_ACTION ITEM_
Give the number of lines containing "PubKeyHash" in this listing, with no other words.

_DATA FOR THIS TASK_
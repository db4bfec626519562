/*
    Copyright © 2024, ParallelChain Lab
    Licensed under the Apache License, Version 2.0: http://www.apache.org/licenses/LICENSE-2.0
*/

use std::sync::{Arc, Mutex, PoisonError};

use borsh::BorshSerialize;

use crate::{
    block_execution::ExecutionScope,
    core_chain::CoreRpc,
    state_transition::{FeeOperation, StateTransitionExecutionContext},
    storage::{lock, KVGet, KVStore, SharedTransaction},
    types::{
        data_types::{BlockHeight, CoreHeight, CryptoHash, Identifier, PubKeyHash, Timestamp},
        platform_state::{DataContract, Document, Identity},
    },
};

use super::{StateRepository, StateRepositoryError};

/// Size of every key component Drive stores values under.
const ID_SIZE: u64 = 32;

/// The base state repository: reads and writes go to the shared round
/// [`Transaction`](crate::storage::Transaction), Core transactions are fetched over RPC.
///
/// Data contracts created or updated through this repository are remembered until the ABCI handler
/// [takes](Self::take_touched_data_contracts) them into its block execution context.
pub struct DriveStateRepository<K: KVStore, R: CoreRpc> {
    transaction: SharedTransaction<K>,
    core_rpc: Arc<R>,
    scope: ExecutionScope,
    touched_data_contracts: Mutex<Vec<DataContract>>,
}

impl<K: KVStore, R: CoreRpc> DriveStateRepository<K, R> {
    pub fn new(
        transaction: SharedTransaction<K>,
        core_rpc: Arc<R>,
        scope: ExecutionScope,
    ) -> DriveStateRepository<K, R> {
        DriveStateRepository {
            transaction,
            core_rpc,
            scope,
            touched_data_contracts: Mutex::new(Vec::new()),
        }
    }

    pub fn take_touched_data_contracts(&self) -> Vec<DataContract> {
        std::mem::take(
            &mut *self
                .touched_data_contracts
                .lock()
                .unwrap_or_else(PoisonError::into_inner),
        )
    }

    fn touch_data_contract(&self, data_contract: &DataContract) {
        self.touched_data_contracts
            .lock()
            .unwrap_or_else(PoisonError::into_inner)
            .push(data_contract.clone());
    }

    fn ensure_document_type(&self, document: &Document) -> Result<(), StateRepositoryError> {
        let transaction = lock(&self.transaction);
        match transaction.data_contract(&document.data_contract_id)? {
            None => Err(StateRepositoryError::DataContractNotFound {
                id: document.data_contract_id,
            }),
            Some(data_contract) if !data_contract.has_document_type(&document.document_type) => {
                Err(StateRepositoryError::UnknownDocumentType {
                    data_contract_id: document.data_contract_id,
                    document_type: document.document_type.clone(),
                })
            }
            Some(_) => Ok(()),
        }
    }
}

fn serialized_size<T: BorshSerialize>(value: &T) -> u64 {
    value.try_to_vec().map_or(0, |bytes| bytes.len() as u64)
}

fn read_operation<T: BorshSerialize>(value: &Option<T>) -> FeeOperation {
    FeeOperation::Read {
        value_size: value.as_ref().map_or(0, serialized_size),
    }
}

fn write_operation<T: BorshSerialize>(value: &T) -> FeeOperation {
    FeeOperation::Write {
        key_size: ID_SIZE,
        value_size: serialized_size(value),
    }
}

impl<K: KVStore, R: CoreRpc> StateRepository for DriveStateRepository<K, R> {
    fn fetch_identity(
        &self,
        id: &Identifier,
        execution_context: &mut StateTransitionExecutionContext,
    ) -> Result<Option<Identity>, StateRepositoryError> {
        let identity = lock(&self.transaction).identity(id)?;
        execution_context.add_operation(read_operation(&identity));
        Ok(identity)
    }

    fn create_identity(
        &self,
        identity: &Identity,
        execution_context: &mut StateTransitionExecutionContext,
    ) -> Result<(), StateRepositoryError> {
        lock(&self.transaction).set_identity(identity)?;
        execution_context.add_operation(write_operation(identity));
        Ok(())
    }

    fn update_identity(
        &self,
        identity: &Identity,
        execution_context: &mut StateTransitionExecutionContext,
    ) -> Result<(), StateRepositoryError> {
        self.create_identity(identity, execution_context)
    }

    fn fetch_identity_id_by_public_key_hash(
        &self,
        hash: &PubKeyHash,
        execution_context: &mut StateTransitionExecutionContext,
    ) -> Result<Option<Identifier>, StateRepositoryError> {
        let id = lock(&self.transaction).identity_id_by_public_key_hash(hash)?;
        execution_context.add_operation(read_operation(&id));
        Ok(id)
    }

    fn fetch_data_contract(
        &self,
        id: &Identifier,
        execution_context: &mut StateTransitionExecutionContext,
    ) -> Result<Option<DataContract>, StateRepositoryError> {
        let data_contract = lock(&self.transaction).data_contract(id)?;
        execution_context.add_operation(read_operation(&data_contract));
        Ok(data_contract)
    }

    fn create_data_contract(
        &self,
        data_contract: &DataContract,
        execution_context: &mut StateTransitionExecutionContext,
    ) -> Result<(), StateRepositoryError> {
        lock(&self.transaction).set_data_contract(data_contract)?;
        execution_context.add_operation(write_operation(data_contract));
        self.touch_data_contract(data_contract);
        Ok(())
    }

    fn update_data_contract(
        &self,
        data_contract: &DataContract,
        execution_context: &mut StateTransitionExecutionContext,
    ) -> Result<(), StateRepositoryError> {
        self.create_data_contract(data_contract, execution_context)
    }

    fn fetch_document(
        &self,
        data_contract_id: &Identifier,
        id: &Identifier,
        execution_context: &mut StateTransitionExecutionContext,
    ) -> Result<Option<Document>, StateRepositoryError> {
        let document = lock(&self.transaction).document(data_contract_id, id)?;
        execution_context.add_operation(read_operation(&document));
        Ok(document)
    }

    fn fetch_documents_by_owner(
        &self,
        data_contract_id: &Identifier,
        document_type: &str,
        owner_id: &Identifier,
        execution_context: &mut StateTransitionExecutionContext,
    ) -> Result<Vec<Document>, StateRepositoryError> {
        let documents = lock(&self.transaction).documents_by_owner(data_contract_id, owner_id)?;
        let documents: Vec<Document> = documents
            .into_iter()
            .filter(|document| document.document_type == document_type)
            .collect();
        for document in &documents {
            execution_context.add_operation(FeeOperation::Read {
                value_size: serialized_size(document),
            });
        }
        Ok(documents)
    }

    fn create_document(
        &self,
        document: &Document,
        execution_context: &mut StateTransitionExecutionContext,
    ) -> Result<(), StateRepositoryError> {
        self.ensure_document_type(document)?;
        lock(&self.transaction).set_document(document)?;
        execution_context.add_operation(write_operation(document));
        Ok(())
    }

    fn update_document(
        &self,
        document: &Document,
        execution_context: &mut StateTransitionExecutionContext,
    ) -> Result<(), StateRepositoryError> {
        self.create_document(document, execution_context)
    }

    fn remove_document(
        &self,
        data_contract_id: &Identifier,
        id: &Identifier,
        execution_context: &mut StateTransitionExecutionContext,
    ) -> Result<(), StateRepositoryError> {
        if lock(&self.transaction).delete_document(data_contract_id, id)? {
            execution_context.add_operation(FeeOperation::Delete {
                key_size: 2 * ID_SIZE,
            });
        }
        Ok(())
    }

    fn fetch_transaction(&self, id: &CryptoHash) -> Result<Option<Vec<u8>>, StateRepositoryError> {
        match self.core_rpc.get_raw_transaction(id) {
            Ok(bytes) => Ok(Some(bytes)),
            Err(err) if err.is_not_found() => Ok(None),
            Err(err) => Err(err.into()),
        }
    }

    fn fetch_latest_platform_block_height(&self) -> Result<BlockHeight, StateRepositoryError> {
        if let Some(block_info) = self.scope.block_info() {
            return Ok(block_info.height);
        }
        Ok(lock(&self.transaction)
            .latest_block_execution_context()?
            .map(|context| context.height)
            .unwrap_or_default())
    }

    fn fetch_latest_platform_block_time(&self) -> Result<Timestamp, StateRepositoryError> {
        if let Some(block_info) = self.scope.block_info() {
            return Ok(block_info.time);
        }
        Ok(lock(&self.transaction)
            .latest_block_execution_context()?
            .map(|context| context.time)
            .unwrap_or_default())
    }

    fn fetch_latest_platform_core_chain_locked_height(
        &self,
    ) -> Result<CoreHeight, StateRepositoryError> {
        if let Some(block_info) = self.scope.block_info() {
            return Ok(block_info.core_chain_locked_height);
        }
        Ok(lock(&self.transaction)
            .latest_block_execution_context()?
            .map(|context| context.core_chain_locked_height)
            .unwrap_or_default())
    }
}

_TASK SOLUTION_
2